Engineer Data in Google Cloud — Google Cloud Challenge Lab Walkthrough

Dazbo (Darren Lester)
Google Cloud - Community
10 min readFeb 14, 2024

Intro to Challenge Labs

Google provides an online learning platform called Google Cloud Skills Boost, formerly known as QwikLabs. On this platform, you can follow training courses aligned to learning paths, to particular products, or for particular solutions.

One type of learning experience on this platform is called a quest. This is where you complete a number of guided hands-on labs, and then finally complete a Challenge Lab. The challenge lab differs from the other labs in that goals are specified, but very little guidance on how to achieve the goals is given.

I occasionally create walkthroughs of these challenge labs. The goal is not to help you cheat your way through the challenge labs! But rather:

  • To show you what I believe to be an ideal route through the lab.
  • To help you with particular gotchas or blockers that are preventing you from completing the lab on your own.

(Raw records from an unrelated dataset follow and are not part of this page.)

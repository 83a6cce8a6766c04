use std::time::Duration;

use crate::comms::{BlockTargetFeerate, PeerEvent, SwapOutResponse, WireMessage, Worker};
use crate::test_utils::{
    remote_info, settle, wait_for, MockCommsTower, RecordingSwapListener, SwapOutcome,
};
use crate::types::{FeatureFlags, RemoteNodeInfo, Satoshi};

use super::feerates::{CmdStartSwapOutSearch, SwapMsg, SwapOutFeeratesHandler};

fn usable_response() -> SwapOutResponse {
    SwapOutResponse {
        feerates: vec![
            BlockTargetFeerate {
                block_target: 6,
                fee: Satoshi(1_500),
            },
            BlockTargetFeerate {
                block_target: 36,
                fee: Satoshi(400),
            },
        ],
    }
}

fn dust_response() -> SwapOutResponse {
    SwapOutResponse {
        feerates: vec![
            BlockTargetFeerate {
                block_target: 6,
                fee: Satoshi(252),
            },
            BlockTargetFeerate {
                block_target: 36,
                fee: Satoshi(100),
            },
        ],
    }
}

fn reply(tower: &MockCommsTower, peer: &RemoteNodeInfo, response: SwapOutResponse) {
    tower.deliver(
        peer,
        PeerEvent::SwapOutMessage {
            worker: Worker::new(peer.clone()),
            message: response,
        },
    );
}

#[tokio::test(start_paused = true)]
async fn test_one_offer_then_grace_period_elapses() {
    let tower = MockCommsTower::new();
    let peers = [remote_info(1), remote_info(2), remote_info(3)];
    for peer in &peers {
        tower.set_peer_features(peer, FeatureFlags::CHAIN_SWAP);
    }

    let callbacks = RecordingSwapListener::new();
    let handler = SwapOutFeeratesHandler::start(tower.clone(), Box::new(callbacks.clone()));
    handler.process(SwapMsg::CmdStart(CmdStartSwapOutSearch {
        capable: peers.to_vec(),
    }));

    // Every capable peer is solicited.
    wait_for(|| tower.sent_count() == 3).await;
    assert!(tower
        .take_sent()
        .iter()
        .all(|(_, msg)| matches!(msg, WireMessage::SwapOutRequest)));

    // One usable offer arrives early; the search keeps waiting for more.
    tokio::time::advance(Duration::from_secs(1)).await;
    reply(&tower, &peers[0], usable_response());
    settle().await;
    assert!(!callbacks.is_decided());

    // Five seconds after the first offer the search concludes with it.
    tokio::time::advance(Duration::from_secs(5)).await;
    wait_for(|| callbacks.is_decided()).await;
    match callbacks.outcome() {
        SwapOutcome::Found(offers) => {
            assert_eq!(offers.len(), 1);
            assert_eq!(offers[0].info, peers[0]);
        }
        other => panic!("expected Found, got {:?}", other),
    }

    // The private listeners were removed from every solicited peer.
    assert_eq!(tower.removed_count(), 3);
}

#[tokio::test(start_paused = true)]
async fn test_hard_timeout_without_any_response() {
    let tower = MockCommsTower::new();
    let peers = [remote_info(1), remote_info(2), remote_info(3)];
    for peer in &peers {
        tower.set_peer_features(peer, FeatureFlags::CHAIN_SWAP);
    }

    let callbacks = RecordingSwapListener::new();
    let handler = SwapOutFeeratesHandler::start(tower.clone(), Box::new(callbacks.clone()));
    handler.process(SwapMsg::CmdStart(CmdStartSwapOutSearch {
        capable: peers.to_vec(),
    }));
    wait_for(|| tower.sent_count() == 3).await;

    tokio::time::advance(Duration::from_secs(30)).await;
    wait_for(|| callbacks.is_decided()).await;
    assert_eq!(callbacks.outcome(), SwapOutcome::Timeout);
    assert_eq!(tower.removed_count(), 3);
}

#[tokio::test]
async fn test_all_offers_in_concludes_without_waiting() {
    let tower = MockCommsTower::new();
    let peers = [remote_info(1), remote_info(2)];
    for peer in &peers {
        tower.set_peer_features(peer, FeatureFlags::CHAIN_SWAP);
    }

    let callbacks = RecordingSwapListener::new();
    let handler = SwapOutFeeratesHandler::start(tower.clone(), Box::new(callbacks.clone()));
    handler.process(SwapMsg::CmdStart(CmdStartSwapOutSearch {
        capable: peers.to_vec(),
    }));
    wait_for(|| tower.sent_count() == 2).await;

    reply(&tower, &peers[0], usable_response());
    reply(&tower, &peers[1], usable_response());
    wait_for(|| callbacks.is_decided()).await;

    match callbacks.outcome() {
        SwapOutcome::Found(offers) => assert_eq!(offers.len(), 2),
        other => panic!("expected Found, got {:?}", other),
    }
}

#[tokio::test]
async fn test_no_peer_supports_swap_out() {
    let tower = MockCommsTower::new();
    let peers = [remote_info(1), remote_info(2)];
    for peer in &peers {
        tower.set_peer_features(peer, FeatureFlags::NONE);
    }

    let callbacks = RecordingSwapListener::new();
    let handler = SwapOutFeeratesHandler::start(tower.clone(), Box::new(callbacks.clone()));
    handler.process(SwapMsg::CmdStart(CmdStartSwapOutSearch {
        capable: peers.to_vec(),
    }));

    wait_for(|| callbacks.is_decided()).await;
    assert_eq!(callbacks.outcome(), SwapOutcome::NoProvider);
    assert_eq!(tower.sent_count(), 0);
    assert_eq!(tower.removed_count(), 2);
}

#[tokio::test]
async fn test_unusable_offer_counts_as_rejection() {
    let tower = MockCommsTower::new();
    let peers = [remote_info(1), remote_info(2)];
    for peer in &peers {
        tower.set_peer_features(peer, FeatureFlags::CHAIN_SWAP);
    }

    let callbacks = RecordingSwapListener::new();
    let handler = SwapOutFeeratesHandler::start(tower.clone(), Box::new(callbacks.clone()));
    handler.process(SwapMsg::CmdStart(CmdStartSwapOutSearch {
        capable: peers.to_vec(),
    }));
    wait_for(|| tower.sent_count() == 2).await;

    // Every quote below the relay floor: the peer is dropped, not stored.
    reply(&tower, &peers[0], dust_response());
    settle().await;
    assert!(!callbacks.is_decided());

    // The remaining peer answers and the search completes with one offer.
    reply(&tower, &peers[1], usable_response());
    wait_for(|| callbacks.is_decided()).await;
    match callbacks.outcome() {
        SwapOutcome::Found(offers) => {
            assert_eq!(offers.len(), 1);
            assert_eq!(offers[0].info, peers[1]);
        }
        other => panic!("expected Found, got {:?}", other),
    }
}

#[tokio::test]
async fn test_empty_capable_list_reports_no_provider() {
    let tower = MockCommsTower::new();
    let callbacks = RecordingSwapListener::new();
    let handler = SwapOutFeeratesHandler::start(tower.clone(), Box::new(callbacks.clone()));

    handler.process(SwapMsg::CmdStart(CmdStartSwapOutSearch {
        capable: Vec::new(),
    }));

    wait_for(|| callbacks.is_decided()).await;
    assert_eq!(callbacks.outcome(), SwapOutcome::NoProvider);
}

#[tokio::test(start_paused = true)]
async fn test_cancel_detaches_without_callbacks() {
    let tower = MockCommsTower::new();
    let peer = remote_info(1);
    tower.set_peer_features(&peer, FeatureFlags::CHAIN_SWAP);

    let callbacks = RecordingSwapListener::new();
    let handler = SwapOutFeeratesHandler::start(tower.clone(), Box::new(callbacks.clone()));
    handler.process(SwapMsg::CmdStart(CmdStartSwapOutSearch {
        capable: vec![peer.clone()],
    }));
    wait_for(|| tower.sent_count() == 1).await;

    handler.process(SwapMsg::CmdCancel);
    wait_for(|| tower.removed_count() == 1).await;

    // Repeated cancels and the eventual hard timeout are no-ops.
    handler.process(SwapMsg::CmdCancel);
    tokio::time::advance(Duration::from_secs(30)).await;
    settle().await;
    assert_eq!(tower.removed_count(), 1);
    assert_eq!(callbacks.outcome(), SwapOutcome::Pending);
}

#[tokio::test]
async fn test_responses_after_finalization_are_dropped() {
    let tower = MockCommsTower::new();
    let peer = remote_info(1);
    tower.set_peer_features(&peer, FeatureFlags::CHAIN_SWAP);

    let callbacks = RecordingSwapListener::new();
    let handler = SwapOutFeeratesHandler::start(tower.clone(), Box::new(callbacks.clone()));
    handler.process(SwapMsg::CmdStart(CmdStartSwapOutSearch {
        capable: vec![peer.clone()],
    }));
    wait_for(|| tower.sent_count() == 1).await;

    reply(&tower, &peer, usable_response());
    wait_for(|| callbacks.is_decided()).await;
    assert!(matches!(callbacks.outcome(), SwapOutcome::Found(_)));

    // The recorder panics on a second callback, so delivering more input
    // after finalization must leave the outcome untouched.
    reply(&tower, &peer, usable_response());
    handler.process(SwapMsg::SearchTimeout);
    settle().await;
    assert!(matches!(callbacks.outcome(), SwapOutcome::Found(_)));
}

If you’re looking for help with challenge lab, then you’ve come to the right place. But I strongly urge you to work your way through the quest first, and to try the lab on your own, before reading further!

With all these labs, there are always many ways to go about solving the problem. I generally like to solve them using the Cloud Shell, since I can then document a more repeatable and programmatic approach. But of course, you can use the Cloud Console too.

The “Engineer Data in Google Cloud” Lab

This was a fun lab! It is part of the Google Cloud Professional Data Engineer Certification learning path.

It tests your knowledge of BigQuery and of BigQuery ML. BigQuery ML allows quick creation of machine learning models directly from within BigQuery, using SQL. So BigQuery ML is an excellent choice when you already have tabular data and you know your way around SQL.

BigQuery models are built and used in four phases, like this:

Scenario

I’m going to walk you through this Challenge Lab.

We’re told:

“You have started a new role as a Data Engineer for TaxiCab Inc. You are expected to import some historical data to a working BigQuery dataset, and build a basic model that predicts fares based on information available when a new ride starts. Leadership is interested in building an app and estimating for users how much a ride will cost. The source data will be provided in your project.”

What we already know:

  • We have been provided with a dataset called taxirides, with imported historical data in the table historical_taxi_rides_raw. We will explore this data, and use it to train our model.
  • We are also given another table: taxirides.report_prediction_data. We will be applying our model against this data to make predictions. Consequently, we need to be mindful that our model can only be built using fields that are present in report_prediction_data, or using fields that can be calculated using data in this table.

Objectives

  1. Setup
  2. Explore
  3. Clean The Data
  4. Create the Model
  5. Evaluate the Model
  6. Make Predictions

1. Setup

We are provided with a number of variables that we should make a note of. Your data will look differnet. But for the purposes of this page, these are the values I’m using:

My lab variables

2. Explore the Data

Let’s first examine the data by running this SQL query in BigQuery:

WITH 
daynames AS
(SELECT ['Sun', 'Mon', 'Tues', 'Wed', 'Thurs', 'Fri', 'Sat'] AS daysofweek),
taxitrips AS (
SELECT
(tolls_amount + fare_amount) AS fare_amount_797,
daysofweek[ORDINAL(EXTRACT(DAYOFWEEK FROM pickup_datetime))] AS dayofweek,
EXTRACT(HOUR FROM pickup_datetime) AS hourofday,
pickup_longitude AS pickuplon,
pickup_latitude AS pickuplat,
dropoff_longitude AS dropofflon,
dropoff_latitude AS dropofflat,
trip_distance,
passenger_count AS passengers
FROM `taxirides.historical_taxi_rides_raw`, daynames
)
SELECT *
FROM taxitrips

Notes about this query:

  • We add up tolls_amount and fare_amount, and return the sum as fare_amount_797. This is the value we will want to predict with our model; i.e. it is the label.
  • We are dynamically creating a table called taxitrips by joining the taxirides.historical_taxi_rides_raw table with daynames.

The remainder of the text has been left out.